UK-based network engineer Kevin Beaumont said the attacks had been going on for a week. As the country had just one Internet cable, installed in 2011, there was a single point of failure.
The Mirai malware has been used in a number of big attacks in the last two months. Around 100,000 Internet-of-Things devices were harnessed to attack Dynamic Networking Services, a major domain name services provider in the US last month. Nobody has reliably measured the magnitude of this attack, but it made the headlines as it affected well-known website like Twitter and Netflix.

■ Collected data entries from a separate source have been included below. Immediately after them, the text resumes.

//! Regex-based price extraction from raw isbn.nu pages.
//!
//! The page is treated as plain text. No DOM is built: the offer table and
//! the book info block both embed their amounts in predictable substrings.

use crate::config::Config;
use crate::isbn::error::ExtractError;
use crate::isbn::models::PriceSummary;
use crate::isbn::patterns;
use anyhow::{Context, Result};
use regex_lite::Regex;
use tracing::trace;

/// Largest amount accepted, matching a 32-bit float parse. Keeps sums finite.
const MAX_AMOUNT: f64 = f32::MAX as f64;

fn in_range(amount: f64) -> bool {
    amount.is_finite() && amount <= MAX_AMOUNT
}

/// Compiles `pattern`, requiring at least one capture group for the amount.
fn compile(pattern: &str, name: &str) -> Result<Regex> {
    let regex =
        Regex::new(pattern).with_context(|| format!("Invalid {} pattern: {}", name, pattern))?;

    // captures_len counts the implicit whole-match group
    if regex.captures_len() < 2 {
        anyhow::bail!("{} pattern has no capture group for the amount: {}", name, pattern);
    }

    Ok(regex)
}

/// Collects every marketplace offer on a page and summarises them.
#[derive(Debug, Clone)]
pub struct PriceExtractor {
    pattern: Regex,
}

impl PriceExtractor {
    pub fn new(pattern: &str) -> Result<Self> {
        Ok(Self { pattern: compile(pattern, "price")? })
    }

    /// Valid quotes in page order. Amounts that fail to parse, are not
    /// strictly positive, or exceed the 32-bit float range are skipped.
    pub fn quotes<'a>(&'a self, page: &'a str) -> impl Iterator<Item = f64> + 'a {
        self.pattern.captures_iter(page).filter_map(|caps| {
            let raw = caps.get(1)?.as_str();
            match raw.parse::<f64>() {
                Ok(price) if price > 0.0 && in_range(price) => Some(price),
                _ => {
                    trace!("Skipping price quote {:?}", raw);
                    None
                }
            }
        })
    }

    /// Returns min/average/max over all valid quotes.
    pub fn extract(&self, page: &str) -> Result<PriceSummary, ExtractError> {
        PriceSummary::from_quotes(self.quotes(page)).ok_or(ExtractError::NoPrices)
    }
}

/// Uses [`patterns::PRICE`], which `test_default_patterns_compile` covers.
impl Default for PriceExtractor {
    fn default() -> Self {
        Self::new(patterns::PRICE).expect("default price pattern is valid")
    }
}

/// Finds the publisher list price. First match wins.
#[derive(Debug, Clone)]
pub struct ListPriceExtractor {
    pattern: Regex,
}

impl ListPriceExtractor {
    pub fn new(pattern: &str) -> Result<Self> {
        Ok(Self { pattern: compile(pattern, "list price")? })
    }

    pub fn extract(&self, page: &str) -> Result<f64, ExtractError> {
        let raw = self
            .pattern
            .captures(page)
            .and_then(|caps| caps.get(1))
            .map(|m| m.as_str())
            .ok_or(ExtractError::NoListPrice)?;

        let price = raw
            .parse::<f64>()
            .map_err(|source| ExtractError::InvalidListPrice { value: raw.to_string(), source })?;

        if !in_range(price) {
            return Err(ExtractError::ListPriceOutOfRange { value: raw.to_string() });
        }

        if price > 0.0 {
            Ok(price)
        } else {
            Err(ExtractError::ListPriceNotAvailable)
        }
    }
}

/// Uses [`patterns::LIST_PRICE`], which `test_default_patterns_compile` covers.
impl Default for ListPriceExtractor {
    fn default() -> Self {
        Self::new(patterns::LIST_PRICE).expect("default list price pattern is valid")
    }
}

/// Outcome of running both extractors over one page.
#[derive(Debug)]
pub struct PageReport {
    pub summary: Result<PriceSummary, ExtractError>,
    pub list_price: Result<f64, ExtractError>,
}

/// Runs the price and list price extractors over a page.
#[derive(Debug, Clone, Default)]
pub struct Parser {
    prices: PriceExtractor,
    list_price: ListPriceExtractor,
}

impl Parser {
    pub fn new(prices: PriceExtractor, list_price: ListPriceExtractor) -> Self {
        Self { prices, list_price }
    }

    /// Builds a parser from the patterns in `config`.
    pub fn from_config(config: &Config) -> Result<Self> {
        Ok(Self::new(
            PriceExtractor::new(&config.price_pattern)?,
            ListPriceExtractor::new(&config.list_price_pattern)?,
        ))
    }

    /// The two extractions are independent; one failing never hides the other.
    pub fn parse(&self, page: &str) -> PageReport {
        PageReport { summary: self.prices.extract(page), list_price: self.list_price.extract(page) }
    }
}

#[cfg(test)]
mod tests {
    use super::*;

    fn assert_close(actual: f64, expected: f64) {
        assert!((actual - expected).abs() < 1e-9, "expected {}, got {}", expected, actual);
    }

    #[test]
    fn test_prices_skip_zero() {
        let page = "row_price_12.50_ ... row_price_8.00_ ... row_price_0.00_";
        let summary = PriceExtractor::default().extract(page).unwrap();

        assert_eq!(summary.min, 8.0);
        assert_eq!(summary.average, 10.25);
        assert_eq!(summary.max, 12.5);
        assert_eq!(summary.count, 2);
    }

    #[test]
    fn test_prices_none_on_page() {
        let page = "<html><body>Sorry, no offers for this book</body></html>";
        let result = PriceExtractor::default().extract(page);
        assert!(matches!(result, Err(ExtractError::NoPrices)));
    }

    #[test]
    fn test_prices_only_zero_is_no_prices() {
        let result = PriceExtractor::default().extract("row_price_0.00_ row_price_0.0_");
        assert!(matches!(result, Err(ExtractError::NoPrices)));
    }

    #[test]
    fn test_prices_unparseable_match_is_skipped() {
        // The separator in the pattern is a wildcard, so this matches but won't parse
        let page = "row_price_12,50_ row_price_5.00_";
        let extractor = PriceExtractor::default();

        assert_eq!(extractor.quotes(page).collect::<Vec<_>>(), vec![5.0]);
        let summary = extractor.extract(page).unwrap();
        assert_eq!(summary.count, 1);
        assert_eq!(summary.average, 5.0);
    }

    #[test]
    fn test_prices_average_of_valid_only() {
        let page = r#"
            <tr id="row_price_3.10_"></tr>
            <tr id="row_price_0.00_"></tr>
            <tr id="row_price_7.25_"></tr>
            <tr id="row_price_1x99_"></tr>
            <tr id="row_price_40.00_"></tr>
        "#;
        let summary = PriceExtractor::default().extract(page).unwrap();

        assert_eq!(summary.count, 3);
        assert_eq!(summary.min, 3.1);
        assert_eq!(summary.max, 40.0);
        assert_close(summary.average, (3.1 + 7.25 + 40.0) / 3.0);
    }

    #[test]
    fn test_prices_keep_page_order() {
        let page = "row_price_9.00_ row_price_1.50_ row_price_4.75_";
        let quotes: Vec<f64> = PriceExtractor::default().quotes(page).collect();
        assert_eq!(quotes, vec![9.0, 1.5, 4.75]);
    }

    #[test]
    fn test_prices_integer_amount_not_matched() {
        // Default pattern requires a fractional part
        let result = PriceExtractor::default().extract("row_price_12_");
        assert!(matches!(result, Err(ExtractError::NoPrices)));
    }

    #[test]
    fn test_list_price_found() {
        let page = r#"<span class="bi_col_value">$19.99</span>"#;
        assert_eq!(ListPriceExtractor::default().extract(page).unwrap(), 19.99);
    }

    #[test]
    fn test_list_price_first_match_wins() {
        let page = r#"
            <span class="bi_col_value">$24.00</span>
            <span class="bi_col_value">$99.00</span>
        "#;
        assert_eq!(ListPriceExtractor::default().extract(page).unwrap(), 24.0);
    }

    #[test]
    fn test_list_price_zero_not_available() {
        let page = r#"<span class="bi_col_value">$0.00</span>"#;
        let result = ListPriceExtractor::default().extract(page);
        assert!(matches!(result, Err(ExtractError::ListPriceNotAvailable)));
    }

    #[test]
    fn test_list_price_zero_first_hides_later_match() {
        let page = r#"
            <span class="bi_col_value">$0.00</span>
            <span class="bi_col_value">$15.00</span>
        "#;
        let result = ListPriceExtractor::default().extract(page);
        assert!(matches!(result, Err(ExtractError::ListPriceNotAvailable)));
    }

    #[test]
    fn test_list_price_overflow_is_rejected() {
        let page = r#"<span class="bi_col_value">$1e999<"#;
        match ListPriceExtractor::default().extract(page) {
            Err(ExtractError::ListPriceOutOfRange { value }) => assert_eq!(value, "1e999"),
            other => panic!("expected ListPriceOutOfRange, got {:?}", other),
        }
    }

    #[test]
    fn test_list_price_beyond_f32_range_is_rejected() {
        let page = r#"<span class="bi_col_value">$1e308<"#;
        let result = ListPriceExtractor::default().extract(page);
        assert!(matches!(result, Err(ExtractError::ListPriceOutOfRange { .. })));
    }

    #[test]
    fn test_prices_out_of_range_are_skipped() {
        let extractor = PriceExtractor::default();

        let result = extractor.extract("row_price_1e308_ row_price_1e308_ row_price_1e999_");
        assert!(matches!(result, Err(ExtractError::NoPrices)));

        let summary = extractor.extract("row_price_1e308_ row_price_4.00_").unwrap();
        assert_eq!(summary.count, 1);
        assert_eq!(summary.average, 4.0);
    }

    #[test]
    fn test_prices_near_limit_keep_average_finite() {
        let summary = PriceExtractor::default().extract("row_price_3e38_ row_price_3e38_").unwrap();

        assert!(summary.average.is_finite());
        assert!(summary.min <= summary.average);
        assert!(summary.average <= summary.max);
    }

    #[test]
    fn test_list_price_no_match() {
        let result = ListPriceExtractor::default().extract("row_price_12.50_");
        assert!(matches!(result, Err(ExtractError::NoListPrice)));
    }

    #[test]
    fn test_list_price_unparseable() {
        let page = r#"<span class="bi_col_value">$19,99</span>"#;
        match ListPriceExtractor::default().extract(page) {
            Err(ExtractError::InvalidListPrice { value, .. }) => assert_eq!(value, "19,99"),
            other => panic!("expected InvalidListPrice, got {:?}", other),
        }
    }

    #[test]
    fn test_custom_patterns() {
        let prices = PriceExtractor::new(r"data-price=(\d+\.\d+)").unwrap();
        let list = ListPriceExtractor::new(r"MSRP: €(\d+\.\d+)").unwrap();
        let parser = Parser::new(prices, list);

        let report = parser.parse("data-price=5.00 data-price=7.00 MSRP: €30.00");
        let summary = report.summary.unwrap();
        assert_eq!(summary.average, 6.0);
        assert_eq!(report.list_price.unwrap(), 30.0);
    }

    #[test]
    fn test_pattern_invalid_regex() {
        let err = PriceExtractor::new(r"row_price_(\d+").unwrap_err();
        assert!(err.to_string().contains("Invalid price pattern"));
    }

    #[test]
    fn test_pattern_without_capture_group() {
        let err = ListPriceExtractor::new(r"\$\d+\.\d+").unwrap_err();
        assert!(err.to_string().contains("no capture group"));
    }

    #[test]
    fn test_parser_reports_independently() {
        let page = r#"row_price_10.00_ <span class="bi_col_value">$0.00<"#;
        let report = Parser::default().parse(page);

        assert_eq!(report.summary.unwrap().min, 10.0);
        assert!(matches!(report.list_price, Err(ExtractError::ListPriceNotAvailable)));
    }

    #[test]
    fn test_parser_from_default_config() {
        let parser = Parser::from_config(&Config::default()).unwrap();
        let report = parser.parse(r#"row_price_2.50_ <span class="bi_col_value">$9.99<"#);

        assert_eq!(report.summary.unwrap().max, 2.5);
        assert_eq!(report.list_price.unwrap(), 9.99);
    }

    #[test]
    fn test_parser_from_config_bad_pattern() {
        let config = Config { price_pattern: "(".to_string(), ..Config::default() };
        assert!(Parser::from_config(&config).is_err());
    }
}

The French hosting provider OVH was hit by a DDoS close to 1TBps but this has largely been ignored by the mainstream tech media, probably because it happened in an European country.
{loadposition sam08}Much more publicity has been given to the attacks on the KrebsOnSecurity website, owned by security writer Brian Krebs, though these attacks peaked at 665GBps.
Botnet #14 - ACK flood for 240 seconds
— Mirai Attacks (@MiraiAttacks) 2 November 2016
[Targets]
41.57.81.28/32
41.57.81.29/32
41.57.81.30/32
41.57.81.25/32
41.57.81.26/32
41.57.81.27/32
Beaumont said that the attacks on Liberia appeared to be more of a test rather than anything else. The Mirai botnet used was one of the larger ones, and appeared to be capable of generating attacks up to 500GBps.
All the attacks on this African country had been of short duration, Beaumont said, leading to the conclusion again that they were meant to test out the efficacy of a method of attack, rather than actually cause an economic or other impact.
A website MalwareTech.com has set up a Twitter account with the handle MiraiAttacks to track attacks by the malware.
The site said it was monitoring the ongoing events by deploying "around 500 custom telnet servers designed to emulate vulnerable IoT devices; our code will simulate a real telnet server and await a command specific to the Mirai malware before passing the IP address to our database.
"Due to the fact (that) Mirai self-propagates by scanning the entire Internet (with the exception of a few reserved ranges), we are able to see every scanning bot as soon as it hits one of our 500 IP addresses.
"Unfortunately, scanning the entire Internet takes quite a while when you’re using an IoT device with the processing power of a pocket calculator, which is why we made the decision to deploy hundreds of telnet servers to increase the rate of mapping, rather than just running a few for a couple of months."